> Data for this task
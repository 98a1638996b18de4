// lib.rs - Library root: application state, router and collaborators
pub mod completion;
pub mod config;
pub mod conversation;
pub mod db;
pub mod directory;
pub mod gemini_client;
pub mod handlers;
pub mod middleware;
pub mod models;
pub mod store;
pub mod stream_client;

#[cfg(test)]
mod test_support;

use axum::{routing::get, Extension, Router};
use std::sync::Arc;
use tower_http::cors::CorsLayer;

use completion::Completion;
use directory::Directory;
use store::ChatStore;

// AppState holds the directory client, completion client and chat store behind
// trait objects so handlers can run against any implementation.
pub struct AppState {
    pub directory: Arc<dyn Directory>,
    pub completion: Arc<dyn Completion>,
    pub store: Arc<dyn ChatStore>,
    pub history_context_turns: usize,
}

pub fn build_router(state: Arc<AppState>) -> Router {
    Router::new()
        .merge(handlers::ui::ui_routes())
        .merge(handlers::register::register_routes())
        .merge(handlers::chat::chat_routes())
        .route("/api/status", get(handlers::status::api_status))
        .layer(axum::middleware::from_fn(middleware::logging::request_logging_middleware))
        .layer(CorsLayer::permissive())
        .layer(Extension(state))
}
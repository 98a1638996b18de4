use crate::completion::{Completion, CompletionError, Turn};
use async_trait::async_trait;
use reqwest::Client;
use serde::{Deserialize, Serialize};
use std::time::Duration;

#[derive(Debug, Clone)]
pub struct GeminiClient {
    client: Client,
    api_key: String,
    model: String,
    base_url: String,
}

#[derive(Debug, Serialize, Deserialize)]
pub struct GenerateContentRequest {
    pub contents: Vec<Content>,
}

#[derive(Debug, Serialize, Deserialize, Clone)]
pub struct Content {
    #[serde(default)]
    pub parts: Vec<Part>,
    pub role: Option<String>,
}

/// Only text parts are produced or consumed here; other part kinds
/// deserialize with `text: None` and are skipped.
#[derive(Debug, Serialize, Deserialize, Clone)]
pub struct Part {
    #[serde(skip_serializing_if = "Option::is_none", default)]
    pub text: Option<String>,
}

#[derive(Debug, Serialize, Deserialize)]
pub struct GenerateContentResponse {
    #[serde(default)]
    pub candidates: Vec<Candidate>,
    #[serde(rename = "usageMetadata")]
    pub usage_metadata: Option<UsageMetadata>,
    #[serde(rename = "promptFeedback")]
    pub prompt_feedback: Option<PromptFeedback>,
}

#[derive(Debug, Serialize, Deserialize)]
pub struct Candidate {
    pub content: Option<Content>,
    #[serde(rename = "finishReason")]
    pub finish_reason: Option<String>,
}

#[derive(Debug, Serialize, Deserialize)]
pub struct PromptFeedback {
    #[serde(rename = "blockReason")]
    pub block_reason: Option<String>,
}

#[derive(Debug, Serialize, Deserialize)]
pub struct UsageMetadata {
    #[serde(rename = "promptTokenCount", default)]
    pub prompt_token_count: u32,
    #[serde(rename = "candidatesTokenCount", default)]
    pub candidates_token_count: u32,
    #[serde(rename = "totalTokenCount", default)]
    pub total_token_count: u32,
}

impl From<&Turn> for Content {
    fn from(turn: &Turn) -> Self {
        Content {
            parts: vec![Part { text: Some(turn.text.clone()) }],
            role: Some(turn.role.as_str().to_string()),
        }
    }
}

impl GenerateContentRequest {
    pub fn from_turns(turns: &[Turn]) -> Self {
        Self {
            contents: turns.iter().map(Content::from).collect(),
        }
    }
}

impl GenerateContentResponse {
    /// Text of the first candidate, with all of its text parts joined.
    pub fn text(&self) -> Option<String> {
        let content = self.candidates.first()?.content.as_ref()?;
        let text: String = content
            .parts
            .iter()
            .filter_map(|part| part.text.as_deref())
            .collect();

        if text.is_empty() {
            None
        } else {
            Some(text)
        }
    }
}

impl GeminiClient {
    pub fn new(api_key: String, model: String, timeout: Duration) -> Result<Self, reqwest::Error> {
        Ok(Self {
            client: Client::builder().timeout(timeout).build()?,
            api_key,
            model,
            base_url: "https://generativelanguage.googleapis.com/v1beta".to_string(),
        })
    }

    pub async fn generate_content(
        &self,
        request: &GenerateContentRequest,
    ) -> Result<GenerateContentResponse, CompletionError> {
        let url = format!("{}/models/{}:generateContent", self.base_url, self.model);

        tracing::debug!("Gemini API Request contents count: {}", request.contents.len());

        let response = self
            .client
            .post(&url)
            .header("Content-Type", "application/json")
            .header("x-goog-api-key", &self.api_key)
            .json(request)
            .send()
            .await?;

        let status = response.status();
        let response_text = response.text().await?;

        if !status.is_success() {
            return Err(CompletionError::ApiError {
                status: status.as_u16(),
                body: response_text,
            });
        }

        tracing::debug!(
            "Gemini API response (truncated): {}...",
            response_text.chars().take(500).collect::<String>()
        );

        let result: GenerateContentResponse = serde_json::from_str(&response_text)?;

        if let Some(reason) = result.prompt_feedback.as_ref().and_then(|f| f.block_reason.as_ref()) {
            tracing::warn!("Gemini blocked the prompt: {}", reason);
        }
        if let Some(usage) = &result.usage_metadata {
            tracing::debug!(
                prompt_tokens = usage.prompt_token_count,
                completion_tokens = usage.candidates_token_count,
                total_tokens = usage.total_token_count,
                "Gemini token usage"
            );
        }

        Ok(result)
    }
}

#[async_trait]
impl Completion for GeminiClient {
    async fn generate(&self, turns: &[Turn]) -> Result<Option<String>, CompletionError> {
        let request = GenerateContentRequest::from_turns(turns);
        let response = self.generate_content(&request).await?;
        Ok(response.text())
    }

    fn model(&self) -> &str {
        &self.model
    }
}
// src/handlers/register.rs
use super::{bad_request, internal_error, required, ApiError};
use crate::directory::DirectoryUser;
use crate::models::user::{derive_user_id, normalize_email, RegisterRequest, RegisterResponse};
use crate::AppState;
use axum::{
    extract::{rejection::JsonRejection, Extension},
    http::StatusCode,
    response::Json,
    routing::post,
    Router,
};
use std::sync::Arc;

pub fn register_routes() -> Router {
    Router::new().route("/register", post(register))
}

async fn register(
    Extension(state): Extension<Arc<AppState>>,
    payload: Result<Json<RegisterRequest>, JsonRejection>,
) -> Result<(StatusCode, Json<RegisterResponse>), ApiError> {
    let payload = payload.map(|Json(p)| p).unwrap_or_default();

    let (Some(name), Some(email)) = (required(&payload.name), required(&payload.email)) else {
        return Err(bad_request("Name and email are required"));
    };

    let email = normalize_email(email);
    let user_id = derive_user_id(&email);
    let user_key = user_id.to_string();

    let existing = state
        .directory
        .find_user_by_id_or_email(&user_key, &email)
        .await
        .map_err(|e| internal_error("Directory lookup failed during registration", e))?;

    // An email held under an older, non-derived id still needs the derived id
    // upserted, since chat looks users up by the id returned here.
    match existing {
        Some(user) if user.id == user_key => {
            tracing::debug!("Directory already knows {} as {}", email, user.id)
        }
        other => {
            if let Some(legacy) = other {
                tracing::info!("Directory holds {} under legacy id {}, adding {}", email, legacy.id, user_key);
            }
            state
                .directory
                .upsert_user(&DirectoryUser::member(user_key.as_str(), name, email.as_str()))
                .await
                .map_err(|e| internal_error("Directory upsert failed", e))?
        }
    }

    // Conditional insert keyed on the unique id/email, so concurrent
    // registrations of the same email converge on one row.
    let user = state
        .store
        .register_user(user_id, name, &email)
        .await
        .map_err(|e| internal_error("Failed to store user", e))?;

    tracing::info!("✅ Registered user {}", user.user_id);

    Ok((StatusCode::CREATED, Json(RegisterResponse::from(user))))
}
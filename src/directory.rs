// src/directory.rs
use async_trait::async_trait;
use serde::{Deserialize, Serialize};
use thiserror::Error;

/// Author of every model reply mirrored into the directory.
pub const BOT_USER_ID: &str = "ai_bot";
pub const BOT_USER_NAME: &str = "AI Bot";

pub const CHANNEL_TYPE: &str = "messaging";
pub const CHANNEL_NAME: &str = "AI Chat";

#[derive(Error, Debug)]
pub enum DirectoryError {
    #[error("HTTP error: {0}")]
    HttpError(#[from] reqwest::Error),
    #[error("Directory API error ({status}): {body}")]
    ApiError { status: u16, body: String },
    #[error("Failed to sign server token: {0}")]
    TokenError(#[from] jsonwebtoken::errors::Error),
    #[error("Failed to decode directory response: {0}")]
    DecodeError(#[from] serde_json::Error),
}

#[derive(Debug, Clone, PartialEq, Serialize, Deserialize)]
pub struct DirectoryUser {
    pub id: String,
    #[serde(skip_serializing_if = "Option::is_none", default)]
    pub name: Option<String>,
    #[serde(skip_serializing_if = "Option::is_none", default)]
    pub email: Option<String>,
    #[serde(skip_serializing_if = "Option::is_none", default)]
    pub role: Option<String>,
}

impl DirectoryUser {
    pub fn member(id: impl Into<String>, name: impl Into<String>, email: impl Into<String>) -> Self {
        Self {
            id: id.into(),
            name: Some(name.into()),
            email: Some(email.into()),
            role: Some("user".to_string()),
        }
    }

    pub fn bot() -> Self {
        Self {
            id: BOT_USER_ID.to_string(),
            name: Some(BOT_USER_NAME.to_string()),
            email: None,
            role: Some("user".to_string()),
        }
    }
}

/// A messaging channel in the directory.
#[derive(Debug, Clone, PartialEq)]
pub struct Channel {
    pub channel_type: String,
    pub id: String,
    pub name: String,
    pub created_by_id: String,
    pub members: Vec<String>,
}

impl Channel {
    /// The per-user channel the bot mirrors conversations into.
    pub fn for_user(user_id: &str) -> Self {
        Self {
            channel_type: CHANNEL_TYPE.to_string(),
            id: format!("chat-{}", user_id),
            name: CHANNEL_NAME.to_string(),
            created_by_id: BOT_USER_ID.to_string(),
            members: vec![user_id.to_string(), BOT_USER_ID.to_string()],
        }
    }
}

/// External user directory and message delivery.
#[async_trait]
pub trait Directory: Send + Sync {
    async fn find_user(&self, user_id: &str) -> Result<Option<DirectoryUser>, DirectoryError>;

    async fn find_user_by_id_or_email(
        &self,
        user_id: &str,
        email: &str,
    ) -> Result<Option<DirectoryUser>, DirectoryError>;

    async fn upsert_user(&self, user: &DirectoryUser) -> Result<(), DirectoryError>;

    /// Creates the channel if it does not exist yet; a no-op otherwise.
    async fn ensure_channel(&self, channel: &Channel) -> Result<(), DirectoryError>;

    async fn send_message(&self, channel: &Channel, user_id: &str, text: &str) -> Result<(), DirectoryError>;
}
// src/store/postgres.rs
use super::{ChatStore, StoreError};
use crate::models::{chat::ChatMessage, user::User};
use async_trait::async_trait;
use sqlx::PgPool;
use uuid::Uuid;

#[derive(Debug, Clone)]
pub struct PgChatStore {
    db_pool: PgPool,
}

impl PgChatStore {
    pub fn new(db_pool: PgPool) -> Self {
        Self { db_pool }
    }
}

#[async_trait]
impl ChatStore for PgChatStore {
    async fn find_user(&self, user_id: Uuid) -> Result<Option<User>, StoreError> {
        let user = sqlx::query_as::<_, User>(
            "SELECT user_id, name, email, created_at FROM users WHERE user_id = $1",
        )
        .bind(user_id)
        .fetch_optional(&self.db_pool)
        .await?;

        Ok(user)
    }

    async fn register_user(&self, user_id: Uuid, name: &str, email: &str) -> Result<User, StoreError> {
        // No conflict target: either unique constraint (id or email) suppresses the insert.
        let inserted = sqlx::query(
            "INSERT INTO users (user_id, name, email, created_at)
             VALUES ($1, $2, $3, NOW())
             ON CONFLICT DO NOTHING",
        )
        .bind(user_id)
        .bind(name)
        .bind(email)
        .execute(&self.db_pool)
        .await?
        .rows_affected();

        if inserted == 0 {
            tracing::debug!("User {} already stored, returning existing row", user_id);
        } else {
            tracing::info!("💾 Stored new user {}", user_id);
        }

        let user = sqlx::query_as::<_, User>(
            "SELECT user_id, name, email, created_at FROM users
             WHERE user_id = $1 OR email = $2
             ORDER BY created_at ASC
             LIMIT 1",
        )
        .bind(user_id)
        .bind(email)
        .fetch_one(&self.db_pool)
        .await?;

        Ok(user)
    }

    async fn recent_messages(&self, user_id: Uuid, limit: usize) -> Result<Vec<ChatMessage>, StoreError> {
        if limit == 0 {
            return Ok(Vec::new());
        }

        let mut rows = sqlx::query_as::<_, ChatMessage>(
            "SELECT id, user_id, message, reply, created_at FROM chats
             WHERE user_id = $1
             ORDER BY created_at DESC, id DESC
             LIMIT $2",
        )
        .bind(user_id)
        .bind(i64::try_from(limit).unwrap_or(i64::MAX))
        .fetch_all(&self.db_pool)
        .await?;

        rows.reverse();
        Ok(rows)
    }

    async fn save_message(&self, user_id: Uuid, message: &str, reply: &str) -> Result<ChatMessage, StoreError> {
        let row = sqlx::query_as::<_, ChatMessage>(
            "INSERT INTO chats (user_id, message, reply, created_at)
             VALUES ($1, $2, $3, NOW())
             RETURNING id, user_id, message, reply, created_at",
        )
        .bind(user_id)
        .bind(message)
        .bind(reply)
        .fetch_one(&self.db_pool)
        .await?;

        tracing::debug!("💾 Saved chat {} for user {}", row.id, user_id);
        Ok(row)
    }

    async fn list_messages(&self, user_id: Uuid) -> Result<Vec<ChatMessage>, StoreError> {
        let rows = sqlx::query_as::<_, ChatMessage>(
            "SELECT id, user_id, message, reply, created_at FROM chats
             WHERE user_id = $1
             ORDER BY created_at ASC, id ASC",
        )
        .bind(user_id)
        .fetch_all(&self.db_pool)
        .await?;

        Ok(rows)
    }

    async fn ping(&self) -> Result<(), StoreError> {
        sqlx::query("SELECT 1").fetch_one(&self.db_pool).await?;
        Ok(())
    }
}
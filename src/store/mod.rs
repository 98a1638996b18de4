// src/store/mod.rs
use crate::models::{chat::ChatMessage, user::User};
use async_trait::async_trait;
use thiserror::Error;
use uuid::Uuid;

pub mod postgres;

pub use postgres::PgChatStore;

#[derive(Error, Debug)]
pub enum StoreError {
    #[error("Database error: {0}")]
    DatabaseError(#[from] sqlx::Error),
}

/// Typed access to the `users` and `chats` tables.
#[async_trait]
pub trait ChatStore: Send + Sync {
    async fn find_user(&self, user_id: Uuid) -> Result<Option<User>, StoreError>;

    /// Inserts the user unless a row with the same id or email exists, then
    /// returns whichever row is stored.
    async fn register_user(&self, user_id: Uuid, name: &str, email: &str) -> Result<User, StoreError>;

    /// The latest `limit` exchanges for the user, oldest first.
    async fn recent_messages(&self, user_id: Uuid, limit: usize) -> Result<Vec<ChatMessage>, StoreError>;

    async fn save_message(&self, user_id: Uuid, message: &str, reply: &str) -> Result<ChatMessage, StoreError>;

    /// Full history for the user, oldest first.
    async fn list_messages(&self, user_id: Uuid) -> Result<Vec<ChatMessage>, StoreError>;

    async fn ping(&self) -> Result<(), StoreError>;
}
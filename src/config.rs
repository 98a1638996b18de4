// src/config.rs
use std::env;
use std::str::FromStr;
use std::time::Duration;
use thiserror::Error;

pub const DEFAULT_PORT: u16 = 5000;
pub const DEFAULT_GEMINI_MODEL: &str = "gemini-2.0-flash";
pub const DEFAULT_STREAM_BASE_URL: &str = "https://chat.stream-io-api.com";
pub const DEFAULT_HISTORY_CONTEXT_TURNS: usize = 6;
pub const DEFAULT_HTTP_TIMEOUT_SECS: u64 = 60;

#[derive(Error, Debug, PartialEq)]
pub enum ConfigError {
    #[error("{0} must be set")]
    Missing(&'static str),
    #[error("{name} has an invalid value: {value}")]
    Invalid { name: &'static str, value: String },
}

/// Process configuration, read once at startup.
#[derive(Debug, Clone)]
pub struct Config {
    pub database_url: String,
    pub stream_api_key: String,
    pub stream_api_secret: String,
    pub stream_base_url: String,
    pub gemini_api_key: String,
    pub gemini_model: String,
    pub port: u16,
    pub history_context_turns: usize,
    pub http_timeout: Duration,
}

impl Config {
    pub fn from_env() -> Result<Self, ConfigError> {
        Self::from_lookup(|name| env::var(name).ok())
    }

    /// Builds the config from an arbitrary variable source so parsing can be
    /// exercised without touching the process environment.
    pub fn from_lookup<F>(lookup: F) -> Result<Self, ConfigError>
    where
        F: Fn(&str) -> Option<String>,
    {
        let required = |name: &'static str| {
            lookup(name)
                .filter(|v| !v.trim().is_empty())
                .ok_or(ConfigError::Missing(name))
        };

        Ok(Self {
            database_url: required("DATABASE_URL")?,
            stream_api_key: required("STREAM_API_KEY")?,
            stream_api_secret: required("STREAM_API_SECRET")?,
            gemini_api_key: required("GEMINI_API_KEY")?,
            stream_base_url: lookup("STREAM_BASE_URL")
                .filter(|v| !v.trim().is_empty())
                .unwrap_or_else(|| DEFAULT_STREAM_BASE_URL.to_string()),
            gemini_model: lookup("GEMINI_MODEL")
                .filter(|v| !v.trim().is_empty())
                .unwrap_or_else(|| DEFAULT_GEMINI_MODEL.to_string()),
            port: parse_or(&lookup, "PORT", DEFAULT_PORT)?,
            history_context_turns: parse_or(
                &lookup,
                "HISTORY_CONTEXT_TURNS",
                DEFAULT_HISTORY_CONTEXT_TURNS,
            )?,
            http_timeout: Duration::from_secs(parse_or(
                &lookup,
                "HTTP_TIMEOUT_SECS",
                DEFAULT_HTTP_TIMEOUT_SECS,
            )?),
        })
    }
}

fn parse_or<F, T>(lookup: &F, name: &'static str, default: T) -> Result<T, ConfigError>
where
    F: Fn(&str) -> Option<String>,
    T: FromStr,
{
    match lookup(name) {
        Some(raw) if !raw.trim().is_empty() => raw
            .trim()
            .parse()
            .map_err(|_| ConfigError::Invalid { name, value: raw }),
        _ => Ok(default),
    }
}
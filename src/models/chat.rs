// src/models/chat.rs
use serde::{Deserialize, Serialize};
use sqlx::FromRow;
use uuid::Uuid;

/// One persisted exchange: the user's message and the model's reply.
#[derive(Debug, Clone, PartialEq, Serialize, Deserialize, FromRow)]
#[serde(rename_all = "camelCase")]
pub struct ChatMessage {
    pub id: i32,
    pub user_id: Uuid,
    pub message: String,
    pub reply: String,
    pub created_at: chrono::DateTime<chrono::Utc>,
}

#[derive(Debug, Default, Deserialize)]
#[serde(rename_all = "camelCase")]
pub struct ChatRequest {
    pub message: Option<String>,
    pub user_id: Option<String>,
}

#[derive(Debug, Serialize, Deserialize)]
pub struct ChatResponse {
    pub reply: String,
}

#[derive(Debug, Default, Deserialize)]
#[serde(rename_all = "camelCase")]
pub struct MessagesRequest {
    pub user_id: Option<String>,
}

#[derive(Debug, Serialize, Deserialize)]
pub struct MessagesResponse {
    pub messages: Vec<ChatMessage>,
}
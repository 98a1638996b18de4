// src/models/user.rs
use serde::{Deserialize, Serialize};
use sqlx::FromRow;
use uuid::Uuid;

/// Namespace for deriving user identifiers from email addresses.
pub const USER_ID_NAMESPACE: Uuid = Uuid::from_u128(0x6f1c_2a7e_93d4_4b0a_8e35_c1f0_7d2b_9a41);

#[derive(Debug, Clone, Serialize, Deserialize, FromRow)]
#[serde(rename_all = "camelCase")]
pub struct User {
    pub user_id: Uuid,
    pub name: String,
    pub email: String,
    pub created_at: chrono::DateTime<chrono::Utc>,
}

/// Fields are optional so that a missing field surfaces as our own 400
/// instead of the extractor's rejection.
#[derive(Debug, Default, Deserialize)]
pub struct RegisterRequest {
    pub name: Option<String>,
    pub email: Option<String>,
}

#[derive(Debug, Serialize, Deserialize)]
#[serde(rename_all = "camelCase")]
pub struct RegisterResponse {
    pub user_id: String,
    pub name: String,
    pub email: String,
}

impl From<User> for RegisterResponse {
    fn from(user: User) -> Self {
        RegisterResponse {
            user_id: user.user_id.to_string(),
            name: user.name,
            email: user.email,
        }
    }
}

pub fn normalize_email(email: &str) -> String {
    email.trim().to_lowercase()
}

/// The same email always maps to the same identifier, which makes
/// registration idempotent in both the directory and the local store.
pub fn derive_user_id(email: &str) -> Uuid {
    Uuid::new_v5(&USER_ID_NAMESPACE, normalize_email(email).as_bytes())
}
// src/db.rs
use sqlx::postgres::PgPoolOptions;
use sqlx::PgPool;
use std::time::Duration;

pub async fn create_pool(database_url: &str) -> Result<PgPool, sqlx::Error> {
    let pool = PgPoolOptions::new()
        .max_connections(5)
        .acquire_timeout(Duration::from_secs(30))
        .connect(database_url)
        .await?;

    // Run migrations on startup
    run_migrations(&pool).await?;

    Ok(pool)
}

pub async fn run_migrations(pool: &PgPool) -> Result<(), sqlx::Error> {
    tracing::info!("Running database migrations...");

    sqlx::migrate!("./migrations").run(pool).await?;

    tracing::info!("Database migrations completed successfully");
    Ok(())
}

> The task
What is needed is a word-for-word copy of the records above, from the first line through the line that contains "use store::ChatStore;".

> Task answer
repository 98a1638996b18de4
// lib.rs - Library root: application state, router and collaborators
pub mod completion;
pub mod config;
pub mod conversation;
pub mod db;
pub mod directory;
pub mod gemini_client;
pub mod handlers;
pub mod middleware;
pub mod models;
pub mod store;
pub mod stream_client;

#[cfg(test)]
mod test_support;

use axum::{routing::get, Extension, Router};
use std::sync::Arc;
use tower_http::cors::CorsLayer;

use completion::Completion;
use directory::Directory;
use store::ChatStore;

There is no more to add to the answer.